Friday, August 03, 2007

Goodbye San Francisco...


I had a great life back in San Francisco during the 90's. I had a great job tending bar, a wealth of friends and a veritable spicerack of lovers. (There are advantages to being straight in a gay town.) I also had a great apartment two blocks from the beach with an utterly amazing ocean view for - get this - $350 a month. And there was plenty of parking.

I lived there for six years - the longest I'd ever stayed in one place since childhood.

One night I had a dream that a tsunami had come and destroyed the place: everything I'd owned and accumulated was gone. The dream itself wasn't long, nor with any narrative besides staring at the ruins of the apartment. Unlike the grief we see on TV when people have "lost everything", I found myself filled with a sudden, overwhelming sense of sheer freedom: I could go now... anywhere I wanted.

I'm not one who normally puts a whole lot of psychological or philosophical weight into dreams, but after that night it became practically unbearable to stay where I was. So I quit my job, gave notice to my landlord, sold all my furniture and flew to Asia.


FB - 1284
USA - 1237

4 comments:

bickerfest.com said...

wtf?

i don't get it.

Freewayblogger said...

it's an autobiographical note.

bickerfest.com said...

so you live in Asia now and these pictures are from the distant past?

you're thinking of stopping your freeway blogging? please say that isn't so, but nice way to motivate the rest of us slackers.

anyway, i thought most of these pictures were from the Northern California area and pretty recent at that.

or are you talking about your actual past and i'm just confused somehow? or you're being poetic?

anyway, i thought of a way to make nice looking letters on a sign without an overhead projector.

choose the height of the capital letter size and cut the cardboard at that height lengthwise.

then make each letter one by one next to eachother (or even as completely seperate pieces -- all the same height).

kinda like huge scrabble blocks.

then, to make a sign, tape the letters together using transparent packing tape wrapped along the meeting edges (including using blank spaces where necessary between words).

reinforce with duct tape on the back or just wrap them with duct tape and then repaint the duct tape white (or find a roll of white duct tape).

i'd bet that making individual letters is easier to do well than eyeballing thier placement in whole words on a big piece of cardboard.

anyway, your "Art" answer of a couple days ago was amusing. especially when i took another glance at the photos.

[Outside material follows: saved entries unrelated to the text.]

// SPDX-License-Identifier: AGPL-3.0-or-later
//
// Copyright (C) 2026 Custody Core Contributors

//! Wallet repository.
//!
//! `insert_unique` is the storage half of the "one wallet per user per
//! network" invariant: the index check and all inserts happen in one
//! write transaction, so two racing creations cannot both commit. The
//! loser sees [`StoreError::UniqueConstraintViolation`] and the
//! orchestrator converts that into the existing-wallet outcome.

use redb::{ReadableDatabase, ReadableTable};

use super::super::db::{
    user_wallet_key, CustodyDb, StoreError, StoreResult, PUBLIC_KEYS, WALLETS, WALLET_BY_USER,
};
use crate::models::{Network, Wallet};

pub struct WalletRepository<'a> {
    db: &'a CustodyDb,
}

impl<'a> WalletRepository<'a> {
    pub fn new(db: &'a CustodyDb) -> Self {
        Self { db }
    }

    /// Look up a wallet by id.
    pub fn find_by_id(&self, wallet_id: &str) -> StoreResult<Option<Wallet>> {
        let read_txn = self.db.handle().begin_read()?;
        let table = read_txn.open_table(WALLETS)?;
        match table.get(wallet_id)? {
            Some(value) => {
                let wallet: Wallet = serde_json::from_slice(value.value())?;
                Ok(Some(wallet))
            }
            None => Ok(None),
        }
    }

    /// Look up the wallet for a `(user, network)` pair via the
    /// uniqueness index.
    pub fn find_by_user_and_network(
        &self,
        user_id: &str,
        network: Network,
    ) -> StoreResult<Option<Wallet>> {
        let read_txn = self.db.handle().begin_read()?;
        let by_user = read_txn.open_table(WALLET_BY_USER)?;
        let key = user_wallet_key(user_id, network);

        let wallet_id = match by_user.get(key.as_str())? {
            Some(value) => value.value().to_string(),
            None => return Ok(None),
        };

        let wallets = read_txn.open_table(WALLETS)?;
        match wallets.get(wallet_id.as_str())? {
            Some(value) => {
                let wallet: Wallet = serde_json::from_slice(value.value())?;
                Ok(Some(wallet))
            }
            None => Ok(None),
        }
    }

    /// Insert a new wallet atomically, enforcing both uniqueness
    /// constraints.
    ///
    /// Either every table is updated and committed, or the transaction
    /// aborts leaving no partial row.
    pub fn insert_unique(&self, wallet: &Wallet) -> StoreResult<()> {
        let json = serde_json::to_vec(wallet)?;
        let key = user_wallet_key(&wallet.user_id, wallet.network);

        let write_txn = self.db.handle().begin_write()?;
        {
            let mut by_user = write_txn.open_table(WALLET_BY_USER)?;
            if by_user.get(key.as_str())?.is_some() {
                return Err(StoreError::UniqueConstraintViolation {
                    constraint: "wallet_by_user",
                });
            }

            let mut public_keys = write_txn.open_table(PUBLIC_KEYS)?;
            if public_keys.get(wallet.public_key.as_str())?.is_some() {
                return Err(StoreError::UniqueConstraintViolation {
                    constraint: "public_keys",
                });
            }

            by_user.insert(key.as_str(), wallet.id.as_str())?;
            public_keys.insert(wallet.public_key.as_str(), wallet.id.as_str())?;

            let mut wallets = write_txn.open_table(WALLETS)?;
            wallets.insert(wallet.id.as_str(), json.as_slice())?;
        }
        write_txn.commit()?;
        Ok(())
    }

    /// Update an existing wallet record.
    ///
    /// When rotation replaced the public key, the new key is pinned in
    /// the `public_keys` index; prior entries are never removed, so a
    /// retired key can never be reused by a later wallet.
    pub fn update(&self, wallet: &Wallet) -> StoreResult<()> {
        let json = serde_json::to_vec(wallet)?;

        let write_txn = self.db.handle().begin_write()?;
        {
            let mut wallets = write_txn.open_table(WALLETS)?;
            let previous_key = {
                let existing = wallets.get(wallet.id.as_str())?.ok_or_else(|| {
                    StoreError::NotFound(format!("wallet {}", wallet.id))
                })?;
                let stored: Wallet = serde_json::from_slice(existing.value())?;
                stored.public_key
            };

            if previous_key != wallet.public_key {
                let mut public_keys = write_txn.open_table(PUBLIC_KEYS)?;
                if let Some(owner) = public_keys.get(wallet.public_key.as_str())? {
                    if owner.value() != wallet.id {
                        return Err(StoreError::UniqueConstraintViolation {
                            constraint: "public_keys",
                        });
                    }
                }
                public_keys.insert(wallet.public_key.as_str(), wallet.id.as_str())?;
            }

            wallets.insert(wallet.id.as_str(), json.as_slice())?;
        }
        write_txn.commit()?;
        Ok(())
    }
}

#[cfg(test)]
mod tests {
    use super::*;
    use crate::lifecycle::WalletStatus;
    use crate::models::test_fixtures::wallet_with_status;

    fn temp_db() -> (CustodyDb, tempfile::TempDir) {
        let dir = tempfile::tempdir().unwrap();
        let db = CustodyDb::open(&dir.path().join("test.redb")).unwrap();
        (db, dir)
    }

    fn sample_wallet(user_id: &str, public_key_byte: u8) -> Wallet {
        let mut wallet = wallet_with_status(WalletStatus::Active);
        wallet.user_id = user_id.to_string();
        wallet.public_key = hex::encode([public_key_byte; 32]);
        wallet
    }

    #[test]
    fn insert_and_find_wallet() {
        let (db, _dir) = temp_db();
        let repo = WalletRepository::new(&db);

        let wallet = sample_wallet("user-1", 0x11);
        repo.insert_unique(&wallet).unwrap();

        let by_id = repo.find_by_id(&wallet.id).unwrap().unwrap();
        assert_eq!(by_id.public_key, wallet.public_key);

        let by_user = repo
            .find_by_user_and_network("user-1", wallet.network)
            .unwrap()
            .unwrap();
        assert_eq!(by_user.id, wallet.id);
    }

    #[test]
    fn second_wallet_for_same_user_and_network_is_rejected() {
        let (db, _dir) = temp_db();
        let repo = WalletRepository::new(&db);

        repo.insert_unique(&sample_wallet("user-1", 0x11)).unwrap();
        let result = repo.insert_unique(&sample_wallet("user-1", 0x22));

        assert!(matches!(
            result,
            Err(StoreError::UniqueConstraintViolation {
                constraint: "wallet_by_user"
            })
        ));
    }

    #[test]
    fn rejected_insert_leaves_no_partial_row() {
        let (db, _dir) = temp_db();
        let repo = WalletRepository::new(&db);

        let first = sample_wallet("user-1", 0x11);
        repo.insert_unique(&first).unwrap();

        let second = sample_wallet("user-1", 0x22);
        assert!(repo.insert_unique(&second).is_err());

        // The losing wallet id and public key must not exist anywhere.
        assert!(repo.find_by_id(&second.id).unwrap().is_none());
        let survivor = repo
            .find_by_user_and_network("user-1", first.network)
            .unwrap()
            .unwrap();
        assert_eq!(survivor.id, first.id);
    }

    #[test]
    fn duplicate_public_key_is_rejected() {
        let (db, _dir) = temp_db();
        let repo = WalletRepository::new(&db);

        repo.insert_unique(&sample_wallet("user-1", 0x11)).unwrap();
        let result = repo.insert_unique(&sample_wallet("user-2", 0x11));

        assert!(matches!(
            result,
            Err(StoreError::UniqueConstraintViolation {
                constraint: "public_keys"
            })
        ));
    }

    #[test]
    fn same_user_different_network_is_allowed() {
        let (db, _dir) = temp_db();
        let repo = WalletRepository::new(&db);

        let testnet = sample_wallet("user-1", 0x11);
        let mut mainnet = sample_wallet("user-1", 0x22);
        mainnet.network = Network::Mainnet;

        repo.insert_unique(&testnet).unwrap();
        repo.insert_unique(&mainnet).unwrap();

        assert!(repo
            .find_by_user_and_network("user-1", Network::Mainnet)
            .unwrap()
            .is_some());
        assert!(repo
            .find_by_user_and_network("user-1", Network::Testnet)
            .unwrap()
            .is_some());
    }

    #[test]
    fn update_pins_rotated_public_key() {
        let (db, _dir) = temp_db();
        let repo = WalletRepository::new(&db);

        let wallet = sample_wallet("user-1", 0x11);
        repo.insert_unique(&wallet).unwrap();

        let mut rotated = wallet.clone();
        rotated.public_key = hex::encode([0x33u8; 32]);
        rotated.secret_version = 2;
        repo.update(&rotated).unwrap();

        let stored = repo.find_by_id(&wallet.id).unwrap().unwrap();
        assert_eq!(stored.secret_version, 2);
        assert_eq!(stored.public_key, rotated.public_key);

        // The retired key stays pinned: a new wallet cannot take it.
        let reuse = repo.insert_unique(&sample_wallet("user-2", 0x11));
        assert!(matches!(
            reuse,
            Err(StoreError::UniqueConstraintViolation {
                constraint: "public_keys"
            })
        ));
    }

    #[test]
    fn update_missing_wallet_is_not_found() {
        let (db, _dir) = temp_db();
        let repo = WalletRepository::new(&db);
        let ghost = sample_wallet("user-1", 0x44);
        assert!(matches!(repo.update(&ghost), Err(StoreError::NotFound(_))));
    }
}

so when's your book coming out?

you're a genius!

and you're one of American democracy's last true patriots.

i salute thee!

Freewayblogger said...

Quit? Naahhh... I'm just saying goodbye to the Bay Area as I'm heading down to southern Cal.

The problem with the letter-by-letter approach is it's fine for one or two signs, but if that's all you're willing to do it's hardly worth the bother. The enemy I'm trying to fight here is a bought-and-paid-for media, which requires a bit more diligence. Tremendous lot of fun doing it though - which is why I keep at it.

I do believe you're right in that the overhead projector is the dealbreaker for most people - that and fear of the law and fear of looking foolish, which is the risk you run by doing something before everyone else starts doing it.

Given that thousands (about four) have pledged to help me out with this, I think what I need to do is simply revamp their entire psychological makeup to be less afraid of criticism and the unknown and more open to the pursuit of endeavours that aren't entirely certain in their outcome... what I like to call "adventure." Naturally this will take awhile, but it ain't like we're getting out of Iraq anytime soon.

I'm not really that much of a patriot, or a genius. What I am is a guy with a pickup truck and an overhead projector. It's the overhead projector that makes me special.